In Cisco NX-OS Release 6.2(8) and later releases, you can configure the system to take disruptive action if the system detects failure on one of the following runtime, or health-monitoring, tests:

PortLoopback test
RewriteEngineLoopback test
SnakeLoopback test
StandbyFabricLoopback test

The recovery actions feature is disabled by default. With this feature you can configure the system to take disruptive action as a result of repeated failures on the health-monitoring, or runtime, tests. This feature enables or disables the corrective, conservative action on all four tests, simultaneously; the corrective action taken differs for each test. After crossing the maximum consecutive failure count for that test, the system takes corrective action.

With the recovery actions feature enabled, he corrective action for each test is as follows:

PortLoopback test—The system moves the port registering faults to an error-disabled state.
RewriteEngineLookpback test—The system takes different corrective action depending on whether the fault is with the supervisor, the fabric, or the port, as follows:
- On a chassis with a standby supervisor, when the system detects a fault with the supervisor, the system switches over to the standby supervisor. If there is no standby supervisor in the chassis, the system does not take any action.
- After failures on the fabric, the system will reload the fabric 3 times. If failure persists, the system powers down the fabric.
- After the failures on a port, the system moves the faulty port to the error-disabled state.

SnakeLoopback test—After the test detects 10 consecutive failures with any port on the module, the system will move the faulty port to an error-disabled state.
StandbyFabricLoopback test—The system attempts to reload the standby supervisor if it receives error on this test and continues to reload if the system keeps seeing the failure even after the reload. It cannot power off the standby supervisor.
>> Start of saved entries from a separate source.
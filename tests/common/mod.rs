//! Shared builders and recording collaborators for integration tests

#![allow(dead_code, clippy::unwrap_used)]

use std::sync::{Arc, Mutex};
use std::time::Duration;

use wire_playback::config::ParserConfig;
use wire_playback::error::Result;
use wire_playback::protocol::{ConnectionIdentity, ConnectionRegistry, Dispatcher, LastExecutedQueryInfo};
use wire_playback::replay::{ReplayHandle, ReplaySubmitter};
use wire_playback::utils::{EventKind, EventTimestamps, StatsRecorder};

pub const OK_EMPTY: [u8; 7] = [0x00, 0x00, 0x00, 0x02, 0x00, 0x00, 0x00];
pub const EOF: [u8; 5] = [0xFE, 0x00, 0x00, 0x02, 0x00];

/// Wrap a payload in a wire header
pub fn frame(seq: u8, payload: &[u8]) -> Vec<u8> {
    let len = payload.len() as u32;
    let mut out = vec![len as u8, (len >> 8) as u8, (len >> 16) as u8, seq];
    out.extend_from_slice(payload);
    out
}

/// COM_QUERY packet
pub fn query(text: &str) -> Vec<u8> {
    let mut payload = vec![0x03];
    payload.extend_from_slice(text.as_bytes());
    frame(0, &payload)
}

/// Classic two-marker result set with one column and `rows` single-value rows
pub fn result_set(rows: usize) -> Vec<u8> {
    let mut out = frame(1, &[0x01]);
    out.extend(frame(2, b"\x03def\x00\x00\x00\x01a\x00\x0c"));
    out.extend(frame(3, &EOF));
    let mut seq = 4u8;
    for i in 0..rows {
        let value = i.to_string();
        let mut row = vec![value.len() as u8];
        row.extend_from_slice(value.as_bytes());
        out.extend(frame(seq, &row));
        seq = seq.wrapping_add(1);
    }
    out.extend(frame(seq, &EOF));
    out
}

pub fn ts(ms: u64) -> Duration {
    Duration::from_millis(ms)
}

pub fn client(port: u16) -> ConnectionIdentity {
    ConnectionIdentity::new(0x0A00_0064, port)
}

#[derive(Default)]
pub struct RecordingReplay {
    pub submitted: Mutex<Vec<(u64, String)>>,
    pub closed: Mutex<Vec<u64>>,
}

impl RecordingReplay {
    pub fn queries_for(&self, identity: ConnectionIdentity) -> Vec<String> {
        self.submitted
            .lock()
            .unwrap()
            .iter()
            .filter(|(key, _)| *key == identity.correlation_key())
            .map(|(_, q)| q.clone())
            .collect()
    }
}

impl ReplaySubmitter for RecordingReplay {
    fn submit_query(
        &self,
        identity: ConnectionIdentity,
        query: &str,
        _begin_capture_ts: Duration,
    ) -> Result<ReplayHandle> {
        let mut submitted = self.submitted.lock().unwrap();
        submitted.push((identity.correlation_key(), query.to_string()));
        Ok(ReplayHandle {
            key: identity.correlation_key(),
            sequence: submitted.len() as u64 - 1,
        })
    }

    fn session_closed(&self, identity: ConnectionIdentity) -> Result<()> {
        self.closed.lock().unwrap().push(identity.correlation_key());
        Ok(())
    }
}

#[derive(Default)]
pub struct RecordingStats {
    pub events: Mutex<Vec<(EventKind, u64)>>,
    pub infos: Mutex<Vec<LastExecutedQueryInfo>>,
}

impl RecordingStats {
    pub fn count(&self, kind: EventKind) -> usize {
        self.events.lock().unwrap().iter().filter(|(k, _)| *k == kind).count()
    }
}

impl StatsRecorder for RecordingStats {
    fn record_event(&self, kind: EventKind, identity: ConnectionIdentity, _ts: &EventTimestamps) {
        self.events
            .lock()
            .unwrap()
            .push((kind, identity.correlation_key()));
    }

    fn record_query_info(&self, _identity: ConnectionIdentity, info: &LastExecutedQueryInfo) {
        self.infos.lock().unwrap().push(info.clone());
    }
}

pub fn registry_with(
    config: ParserConfig,
) -> (ConnectionRegistry, Arc<RecordingReplay>, Arc<RecordingStats>) {
    let replay = Arc::new(RecordingReplay::default());
    let stats = Arc::new(RecordingStats::default());
    let registry = ConnectionRegistry::new(config, Dispatcher::new(replay.clone(), stats.clone()));
    (registry, replay, stats)
}

pub fn registry() -> (ConnectionRegistry, Arc<RecordingReplay>, Arc<RecordingStats>) {
    registry_with(ParserConfig::default())
}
Finally, the system maintains a history of the recovery actions that includes details of each action, the testing type, and the severity. You can display these counters.

On-Demand Diagnostics

On-demand tests help localize faults and are usually needed in one of the following situations:

To respond to an event that has occurred, such as isolating a fault.
In anticipation of an event that may occur, such as a resource exceeding its utilization limit.

You can run all the health monitoring tests on demand. You can schedule on-demand diagnostics to run immediately.

You can also modify the default interval for a health monitoring test.

High Availability

A key part of high availability is detecting hardware failures and taking corrective action while the device runs in a live network. Online diagnostics in high availability detect hardware failures and provide feedback to high availability software components to make switchover decisions.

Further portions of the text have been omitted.